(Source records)
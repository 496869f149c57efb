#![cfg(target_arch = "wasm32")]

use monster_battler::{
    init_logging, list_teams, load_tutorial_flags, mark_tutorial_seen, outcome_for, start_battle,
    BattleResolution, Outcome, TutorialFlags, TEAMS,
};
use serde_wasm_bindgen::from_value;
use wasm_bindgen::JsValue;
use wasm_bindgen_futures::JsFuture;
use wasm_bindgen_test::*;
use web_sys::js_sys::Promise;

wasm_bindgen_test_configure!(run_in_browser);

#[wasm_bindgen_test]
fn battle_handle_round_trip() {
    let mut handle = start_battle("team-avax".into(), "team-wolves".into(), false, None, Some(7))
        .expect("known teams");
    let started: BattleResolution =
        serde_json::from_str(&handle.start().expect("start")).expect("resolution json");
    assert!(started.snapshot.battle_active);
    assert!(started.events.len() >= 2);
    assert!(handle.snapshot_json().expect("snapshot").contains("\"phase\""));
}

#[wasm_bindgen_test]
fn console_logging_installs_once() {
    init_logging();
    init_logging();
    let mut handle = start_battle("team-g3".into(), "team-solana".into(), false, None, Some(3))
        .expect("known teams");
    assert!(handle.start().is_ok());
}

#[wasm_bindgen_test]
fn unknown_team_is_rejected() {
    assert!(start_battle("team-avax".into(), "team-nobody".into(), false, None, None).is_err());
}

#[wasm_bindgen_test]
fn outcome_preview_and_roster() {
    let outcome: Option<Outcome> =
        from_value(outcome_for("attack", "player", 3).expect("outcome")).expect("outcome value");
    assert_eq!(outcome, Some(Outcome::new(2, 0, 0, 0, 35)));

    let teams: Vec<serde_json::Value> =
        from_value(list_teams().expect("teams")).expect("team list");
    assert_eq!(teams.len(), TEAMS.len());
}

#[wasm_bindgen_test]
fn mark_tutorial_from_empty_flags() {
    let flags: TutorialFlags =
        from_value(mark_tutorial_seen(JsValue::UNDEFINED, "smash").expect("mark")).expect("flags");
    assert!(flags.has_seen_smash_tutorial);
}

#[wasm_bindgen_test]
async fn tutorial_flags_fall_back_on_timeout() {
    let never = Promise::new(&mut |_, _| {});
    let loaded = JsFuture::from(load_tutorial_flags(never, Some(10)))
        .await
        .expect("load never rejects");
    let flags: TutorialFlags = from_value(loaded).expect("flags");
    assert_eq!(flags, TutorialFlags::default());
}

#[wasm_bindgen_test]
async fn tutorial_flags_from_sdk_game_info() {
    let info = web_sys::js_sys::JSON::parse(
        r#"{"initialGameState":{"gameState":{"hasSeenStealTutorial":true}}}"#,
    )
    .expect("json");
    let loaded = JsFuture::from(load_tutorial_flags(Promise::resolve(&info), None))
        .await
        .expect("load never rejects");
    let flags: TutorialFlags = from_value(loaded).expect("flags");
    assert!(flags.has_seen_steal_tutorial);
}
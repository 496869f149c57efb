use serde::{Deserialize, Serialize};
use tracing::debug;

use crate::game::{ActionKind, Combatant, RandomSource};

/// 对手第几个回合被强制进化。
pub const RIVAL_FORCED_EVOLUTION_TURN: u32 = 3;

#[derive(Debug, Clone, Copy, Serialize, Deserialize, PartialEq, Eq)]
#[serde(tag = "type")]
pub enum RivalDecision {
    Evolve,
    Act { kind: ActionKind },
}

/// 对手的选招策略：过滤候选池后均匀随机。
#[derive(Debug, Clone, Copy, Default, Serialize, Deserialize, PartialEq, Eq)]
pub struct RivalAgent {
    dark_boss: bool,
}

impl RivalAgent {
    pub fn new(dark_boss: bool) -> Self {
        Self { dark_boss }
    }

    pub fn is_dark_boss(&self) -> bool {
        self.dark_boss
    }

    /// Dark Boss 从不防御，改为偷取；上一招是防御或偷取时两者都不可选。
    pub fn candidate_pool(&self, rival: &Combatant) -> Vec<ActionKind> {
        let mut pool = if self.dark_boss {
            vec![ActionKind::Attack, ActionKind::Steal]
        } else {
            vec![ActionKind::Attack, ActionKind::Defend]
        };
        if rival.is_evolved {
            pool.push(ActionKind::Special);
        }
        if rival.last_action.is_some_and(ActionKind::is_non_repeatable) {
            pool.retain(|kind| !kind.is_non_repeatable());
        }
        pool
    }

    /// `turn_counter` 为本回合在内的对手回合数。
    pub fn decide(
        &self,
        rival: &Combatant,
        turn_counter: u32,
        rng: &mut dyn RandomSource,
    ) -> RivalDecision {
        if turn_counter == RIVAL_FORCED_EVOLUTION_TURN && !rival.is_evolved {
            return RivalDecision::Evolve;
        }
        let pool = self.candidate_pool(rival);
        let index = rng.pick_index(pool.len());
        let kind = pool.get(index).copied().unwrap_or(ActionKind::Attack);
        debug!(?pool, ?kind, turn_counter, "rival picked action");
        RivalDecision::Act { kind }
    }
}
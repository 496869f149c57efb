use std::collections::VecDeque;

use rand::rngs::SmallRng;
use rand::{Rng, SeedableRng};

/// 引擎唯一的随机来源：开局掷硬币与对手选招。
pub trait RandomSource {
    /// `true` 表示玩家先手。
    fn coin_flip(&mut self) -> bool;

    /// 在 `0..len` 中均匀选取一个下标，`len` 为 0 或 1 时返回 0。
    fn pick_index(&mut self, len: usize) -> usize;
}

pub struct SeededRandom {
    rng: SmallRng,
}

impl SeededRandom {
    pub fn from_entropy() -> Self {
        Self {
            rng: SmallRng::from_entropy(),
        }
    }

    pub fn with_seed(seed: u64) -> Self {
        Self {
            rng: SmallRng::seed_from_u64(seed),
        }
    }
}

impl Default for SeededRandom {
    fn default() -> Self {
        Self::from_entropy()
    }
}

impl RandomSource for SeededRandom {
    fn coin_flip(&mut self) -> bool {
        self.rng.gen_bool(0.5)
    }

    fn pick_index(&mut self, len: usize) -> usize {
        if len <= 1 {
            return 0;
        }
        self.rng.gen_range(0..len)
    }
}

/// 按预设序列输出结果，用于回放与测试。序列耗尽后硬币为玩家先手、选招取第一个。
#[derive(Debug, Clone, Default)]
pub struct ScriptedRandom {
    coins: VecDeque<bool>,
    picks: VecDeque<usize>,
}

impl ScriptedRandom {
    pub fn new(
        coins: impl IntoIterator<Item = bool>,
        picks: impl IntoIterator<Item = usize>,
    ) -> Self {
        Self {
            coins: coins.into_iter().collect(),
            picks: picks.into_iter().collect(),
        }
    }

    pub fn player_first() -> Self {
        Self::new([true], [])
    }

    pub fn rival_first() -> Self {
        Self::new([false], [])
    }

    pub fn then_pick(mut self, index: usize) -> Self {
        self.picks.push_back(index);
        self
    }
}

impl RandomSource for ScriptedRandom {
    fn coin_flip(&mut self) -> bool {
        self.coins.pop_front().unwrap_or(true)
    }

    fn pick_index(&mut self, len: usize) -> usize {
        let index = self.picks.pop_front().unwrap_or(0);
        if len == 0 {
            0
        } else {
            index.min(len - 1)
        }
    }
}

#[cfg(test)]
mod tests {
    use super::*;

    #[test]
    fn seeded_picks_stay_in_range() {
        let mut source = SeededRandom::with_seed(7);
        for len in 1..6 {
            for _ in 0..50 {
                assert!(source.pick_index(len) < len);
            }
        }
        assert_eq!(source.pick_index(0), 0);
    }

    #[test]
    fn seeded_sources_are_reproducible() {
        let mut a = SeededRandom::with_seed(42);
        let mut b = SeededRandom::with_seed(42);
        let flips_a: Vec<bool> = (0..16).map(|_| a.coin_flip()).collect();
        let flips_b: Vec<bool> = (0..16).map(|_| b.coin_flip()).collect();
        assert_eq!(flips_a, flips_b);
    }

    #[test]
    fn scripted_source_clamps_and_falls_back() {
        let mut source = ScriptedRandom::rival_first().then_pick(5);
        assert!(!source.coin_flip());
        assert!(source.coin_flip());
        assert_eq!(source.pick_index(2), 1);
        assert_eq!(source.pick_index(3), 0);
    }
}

▶ _Aim of the exercise_
Go through the data and return each line where the word "JsFuture" appears.

▶ _Answer section_
use wasm_bindgen_futures::JsFuture;
    let loaded = JsFuture::from(load_tutorial_flags(never, Some(10)))
    let loaded = JsFuture::from(load_tutorial_flags(Promise::resolve(&info), None))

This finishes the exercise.